LightGBM Histogram-Based Learning

In the era of Machine learning and Data science, various algorithms and techniques are used to handle large datasets for solving real-world problems effectively. Like various machine learning models, one revolutionary innovation is the LightGBM model which utilizes a high-performance gradient boosting framework. With the efficiency of the LightGBM model, we can add Histogram-based learning which can be a powerful optimization technique that significantly accelerates the training process and enhances overall model performance. In this article, we will implement a histogram-learning-based LightGBM model and check its performance.

What is Histogram-based learning?

Histogram-based learning is a powerful optimization technique used in various supervised machine learning tasks like classification and regression. This technique significantly accelerates the training process and enhances model performance when we are dealing with large datasets. At its core, Histogram-Based Learning transforms the traditional process of decision tree construction during the model training process. Instead of considering every possible split point for each feature, it organizes and bins the feature values into histograms which allows more efficient computations and optimizations.
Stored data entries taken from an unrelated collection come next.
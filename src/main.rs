use std::sync::Arc;

use anyhow::Result;
use sheet_profiler::{app, config, logging, AppState};

#[tokio::main]
async fn main() -> Result<()> {
    // Initialize logging
    logging::init_logging()?;

    // Load configuration
    let config = config::load_config()?;
    let addr = config.addr;

    // Build our application state
    let state = Arc::new(AppState::new(config));
    let app = app(state);

    // Run it
    tracing::info!("listening on {}", addr);

    let listener = tokio::net::TcpListener::bind(addr).await?;
    axum::serve(listener, app).await?;

    Ok(())
}
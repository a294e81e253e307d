pub mod reader;
pub mod utils;

pub use reader::{read_workbook, rows_from_cells, SheetRows};
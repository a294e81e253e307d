//! Parse-or-discard coercions over [`ScalarValue`].
//!
//! None of these fail: a value that cannot be read as the requested kind
//! simply yields `None` and is left out of whatever is being computed.

use std::borrow::Cow;

use chrono::{DateTime, NaiveDate, NaiveDateTime, Utc};
use once_cell::sync::Lazy;
use regex::Regex;

use crate::models::{Row, ScalarValue};

static NULL: ScalarValue = ScalarValue::Null;

/// Year-first layouts: `2024-01-02`, `2024/01`, `2024-01-02T10:00:00Z`.
static YEAR_FIRST: Lazy<Regex> =
    Lazy::new(|| Regex::new(r"^\d{4}[-/.]\d{1,2}\b").expect("year-first pattern is valid"));

/// Day- or month-first layouts; the year must have four digits.
static YEAR_LAST: Lazy<Regex> =
    Lazy::new(|| Regex::new(r"^\d{1,2}[-/.]\d{1,2}[-/.]\d{4}\b").expect("year-last pattern is valid"));

static MONTH_NAME: Lazy<Regex> = Lazy::new(|| {
    Regex::new(r"(?i)\b(?:jan|feb|mar|apr|may|jun|jul|aug|sep|oct|nov|dec)[a-z]*\b")
        .expect("month name pattern is valid")
});

static FOUR_DIGIT_YEAR: Lazy<Regex> =
    Lazy::new(|| Regex::new(r"\b\d{4}\b").expect("year pattern is valid"));

/// `2024-01` and `2024/01`, read as the first of the month.
static YEAR_MONTH: Lazy<Regex> =
    Lazy::new(|| Regex::new(r"^(\d{4})[-/](\d{1,2})$").expect("year-month pattern is valid"));

const DATETIME_FORMATS: [&str; 8] = [
    "%Y-%m-%d %H:%M:%S%.f",
    "%Y-%m-%dT%H:%M:%S%.f",
    "%Y-%m-%d %H:%M:%S",
    "%Y-%m-%dT%H:%M:%S",
    "%Y-%m-%d %H:%M",
    "%Y/%m/%d %H:%M:%S",
    "%m/%d/%Y %H:%M:%S",
    "%d/%m/%Y %H:%M:%S",
];

const DATE_FORMATS: [&str; 10] = [
    "%Y-%m-%d",
    "%Y/%m/%d",
    "%m/%d/%Y",
    "%d/%m/%Y",
    "%d-%m-%Y",
    "%d.%m.%Y",
    "%b %d, %Y",
    "%B %d, %Y",
    "%d %b %Y",
    "%d %B %Y",
];

/// Hashable identity of a value, used for distinct counts and mode frequency.
///
/// Values of different variants never compare equal, so `1` and `"1"` are
/// two distinct values.
#[derive(Debug, Clone, Copy, PartialEq, Eq, Hash)]
pub enum ScalarKey<'a> {
    Null,
    Bool(bool),
    Number(u64),
    String(&'a str),
    Timestamp(i64),
}

impl ScalarValue {
    /// Null, or the empty string. A missing key reads as null too, see [`value_in`].
    pub fn is_null(&self) -> bool {
        match self {
            ScalarValue::Null => true,
            ScalarValue::String(s) => s.is_empty(),
            _ => false,
        }
    }

    /// Finite floating point reading of the value, if it has one.
    pub fn as_number(&self) -> Option<f64> {
        match self {
            ScalarValue::Number(n) if n.is_finite() => Some(*n),
            ScalarValue::String(s) => s.trim().parse::<f64>().ok().filter(|n| n.is_finite()),
            _ => None,
        }
    }

    /// Calendar reading of the value. Numbers and booleans are never dates.
    pub fn as_timestamp(&self) -> Option<DateTime<Utc>> {
        match self {
            ScalarValue::Timestamp(t) => Some(*t),
            ScalarValue::String(s) => parse_timestamp(s),
            _ => None,
        }
    }

    /// Textual form, with whole numbers printed without a fractional part.
    pub fn display_string(&self) -> Cow<'_, str> {
        match self {
            ScalarValue::Null => Cow::Borrowed(""),
            ScalarValue::Bool(true) => Cow::Borrowed("true"),
            ScalarValue::Bool(false) => Cow::Borrowed("false"),
            ScalarValue::Number(n) if *n == 0.0 => Cow::Borrowed("0"),
            ScalarValue::Number(n) => Cow::Owned(n.to_string()),
            ScalarValue::String(s) => Cow::Borrowed(s.as_str()),
            ScalarValue::Timestamp(t) => Cow::Owned(t.to_rfc3339()),
        }
    }

    pub fn key(&self) -> ScalarKey<'_> {
        match self {
            ScalarValue::Null => ScalarKey::Null,
            ScalarValue::Bool(b) => ScalarKey::Bool(*b),
            ScalarValue::Number(n) => ScalarKey::Number(number_bits(*n)),
            ScalarValue::String(s) => ScalarKey::String(s),
            ScalarValue::Timestamp(t) => ScalarKey::Timestamp(t.timestamp_micros()),
        }
    }
}

fn number_bits(n: f64) -> u64 {
    if n == 0.0 {
        0.0f64.to_bits()
    } else if n.is_nan() {
        f64::NAN.to_bits()
    } else {
        n.to_bits()
    }
}

/// Cheap pre-check so free text and short codes like `1-2-3` never reach
/// the chrono parsers.
fn looks_like_date(text: &str) -> bool {
    YEAR_FIRST.is_match(text)
        || YEAR_LAST.is_match(text)
        || (MONTH_NAME.is_match(text) && FOUR_DIGIT_YEAR.is_match(text))
}

fn parse_year_month(text: &str) -> Option<NaiveDate> {
    let captures = YEAR_MONTH.captures(text)?;
    let year = captures[1].parse().ok()?;
    let month = captures[2].parse().ok()?;
    NaiveDate::from_ymd_opt(year, month, 1)
}

/// Parses the date and date-time layouts accepted in uploaded sheets.
pub fn parse_timestamp(text: &str) -> Option<DateTime<Utc>> {
    let text = text.trim();
    if !looks_like_date(text) {
        return None;
    }

    if let Ok(parsed) = DateTime::parse_from_rfc3339(text) {
        return Some(parsed.with_timezone(&Utc));
    }
    if let Ok(parsed) = DateTime::parse_from_rfc2822(text) {
        return Some(parsed.with_timezone(&Utc));
    }

    DATETIME_FORMATS
        .iter()
        .find_map(|format| NaiveDateTime::parse_from_str(text, format).ok())
        .or_else(|| {
            parse_year_month(text)
                .or_else(|| {
                    DATE_FORMATS
                        .iter()
                        .find_map(|format| NaiveDate::parse_from_str(text, format).ok())
                })
                .and_then(|date| date.and_hms_opt(0, 0, 0))
        })
        .map(|naive| naive.and_utc())
}

/// The cell for `column` in `row`; absent keys read as null.
pub fn value_in<'a>(row: &'a Row, column: &str) -> &'a ScalarValue {
    row.get(column).unwrap_or(&NULL)
}
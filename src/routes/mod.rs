use std::sync::Arc;

use axum::{routing::get, Router};

use crate::AppState;

pub mod charts;
pub mod datasets;

pub fn routes() -> Router<Arc<AppState>> {
    Router::new()
        .route("/health", get(health_check))
}

async fn health_check() -> &'static str {
    "OK"
}
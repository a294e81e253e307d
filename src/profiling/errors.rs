use thiserror::Error;

pub type ProfileResult<T> = Result<T, ProfileError>;

/// Failures of a single profiling call. Other datasets are unaffected.
#[derive(Error, Debug, Clone, PartialEq, Eq)]
pub enum ProfileError {
    /// No rows were supplied, so there are no column names to discover.
    #[error("No data to profile")]
    EmptyData,
}
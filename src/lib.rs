//! Dataset profiling service.
//!
//! The [`profiling`] module is the engine: it infers column types, computes
//! statistics, detects relationships and suggests chart types for a set of
//! rows. [`services`] turns uploads into rows and [`routes`] exposes both
//! over HTTP.

use std::sync::Arc;

use axum::{extract::DefaultBodyLimit, Router};
use tower_http::trace::TraceLayer;

pub mod config;
pub mod error;
pub mod logging;
pub mod models;
pub mod profiling;
pub mod routes;
pub mod services;

// Application state
#[derive(Clone)]
pub struct AppState {
    pub config: config::Config,
}

impl AppState {
    pub fn new(config: config::Config) -> Self {
        Self { config }
    }
}

/// Builds the HTTP application with all routes and layers installed.
pub fn app(state: Arc<AppState>) -> Router {
    let max_file_size = state.config.max_file_size;

    Router::new()
        .merge(routes::routes())
        .merge(routes::datasets::routes())
        .merge(routes::charts::routes())
        .layer(DefaultBodyLimit::max(max_file_size))
        .layer(TraceLayer::new_for_http())
        .with_state(state)
}
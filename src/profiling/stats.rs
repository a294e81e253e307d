//! Column statistics, conditioned on the inferred column type.

use chrono::{DateTime, Utc};
use indexmap::IndexMap;

use crate::models::{ColumnStats, ColumnType, ScalarValue};

use super::values::ScalarKey;

/// Numeric summary over the values of a column that parsed as numbers.
#[derive(Debug, Clone, Copy, PartialEq)]
pub struct NumericSummary {
    pub min: f64,
    pub max: f64,
    pub mean: f64,
    pub median: f64,
    /// Population standard deviation.
    pub std_dev: f64,
}

impl NumericSummary {
    /// `None` for an empty slice.
    pub fn from_values(numbers: &[f64]) -> Option<Self> {
        if numbers.is_empty() {
            return None;
        }

        let n = numbers.len() as f64;
        let min = numbers.iter().copied().fold(f64::INFINITY, f64::min);
        let max = numbers.iter().copied().fold(f64::NEG_INFINITY, f64::max);
        let mean = numbers.iter().sum::<f64>() / n;
        let variance = numbers.iter().map(|x| (x - mean).powi(2)).sum::<f64>() / n;

        Some(Self {
            min,
            max,
            mean,
            median: median(numbers),
            std_dev: variance.sqrt(),
        })
    }
}

fn median(numbers: &[f64]) -> f64 {
    let mut sorted = numbers.to_vec();
    sorted.sort_by(f64::total_cmp);

    let mid = sorted.len() / 2;
    if sorted.len() % 2 == 0 {
        (sorted[mid - 1] + sorted[mid]) / 2.0
    } else {
        sorted[mid]
    }
}

/// Most frequent value; ties go to the value seen first.
fn mode<'a>(frequency: &IndexMap<ScalarKey<'a>, (usize, &'a ScalarValue)>) -> Option<ScalarValue> {
    let mut best: Option<(usize, &ScalarValue)> = None;
    for &(count, value) in frequency.values() {
        match best {
            Some((best_count, _)) if count <= best_count => {}
            _ => best = Some((count, value)),
        }
    }
    best.map(|(_, value)| value.clone())
}

/// Computes count, null and distinct counts, the mode, and the
/// type-specific summary fields for a column.
///
/// Values that cannot be coerced for the numeric or temporal summaries are
/// skipped; if none can, those fields stay `None`.
pub fn compute_stats<'a, I>(values: I, column_type: ColumnType) -> ColumnStats
where
    I: IntoIterator<Item = &'a ScalarValue>,
{
    let mut count = 0;
    let mut non_null: Vec<&'a ScalarValue> = Vec::new();
    for value in values {
        count += 1;
        if !value.is_null() {
            non_null.push(value);
        }
    }

    let mut frequency: IndexMap<ScalarKey<'a>, (usize, &'a ScalarValue)> = IndexMap::new();
    for value in non_null.iter().copied() {
        frequency.entry(value.key()).or_insert((0, value)).0 += 1;
    }

    let mut stats = ColumnStats {
        count,
        null_count: count - non_null.len(),
        unique_count: frequency.len(),
        mode: mode(&frequency),
        ..ColumnStats::default()
    };

    match column_type {
        ColumnType::Numeric => {
            let numbers: Vec<f64> = non_null.iter().filter_map(|v| v.as_number()).collect();
            if let Some(summary) = NumericSummary::from_values(&numbers) {
                stats.min = Some(ScalarValue::Number(summary.min));
                stats.max = Some(ScalarValue::Number(summary.max));
                stats.mean = Some(summary.mean);
                stats.median = Some(summary.median);
                stats.std_dev = Some(summary.std_dev);
            }
        }
        ColumnType::Temporal => {
            let mut range: Option<(DateTime<Utc>, DateTime<Utc>)> = None;
            for t in non_null.iter().filter_map(|v| v.as_timestamp()) {
                range = Some(match range {
                    Some((min, max)) => (min.min(t), max.max(t)),
                    None => (t, t),
                });
            }
            if let Some((min, max)) = range {
                stats.min = Some(ScalarValue::Timestamp(min));
                stats.max = Some(ScalarValue::Timestamp(max));
            }
        }
        ColumnType::Categorical | ColumnType::Text | ColumnType::Boolean => {}
    }

    stats
}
Some key concepts of it are discussed below:

Binning and Histograms: In Histogram-Based Learning, the continuous feature values are divided into discrete intervals or “bins.” Next, a histogram is created for each feature which represents the distribution of values within these bins. This binning process helps to approximate the underlying data distribution and effectively reduces the computational complexity of finding optimal split points manually.
Gradient Boosting and Histograms: Histogram-based learning is a typical gradient-boosting algorithm where decision trees are grown sequentially. At each iteration, a tree is constructed to minimize a loss function, and a new tree is added to the ensemble. These histograms are used to efficiently compute gradient statistics for each bin of the histogram during the tree-building process.
Histogram Construction: During the training process, histograms for each feature are constructed by scanning the feature values once, and by sorting feature values, split points are determined at bin boundaries. Histogram-based learning requires modern multicore processors to create histograms for all features in parallel.
Leaf-Wise Growth strategy: Histogram-based learning often adopts a “leaf-wise” growth strategy for decision trees in which the tree is expanded by choosing the leaf (node) that reduces the loss the most. This approach results in deeper trees which can capture more complex relationships in the data.

Histogram-based learning has four main key-steps:

Step 1 – Initialization of hyperparameters, variables and histograms: Hyperparameters are used to configure the behavior of the model in LightGBM’s histogram-based learning technique. The data distribution information is stored in variables, and the discretization of continuous features for effective gradient computation—which speeds up training and uses less memory—is accomplished by histograms

Step 2 – Using LightGBM’s histogram-based learning, the training loop quickly builds new decision trees by identifying optimal split points using histograms and iteratively computing gradients (pseudo-residuals) for each data point. This approach preserves model accuracy while speeding up the tree-building process.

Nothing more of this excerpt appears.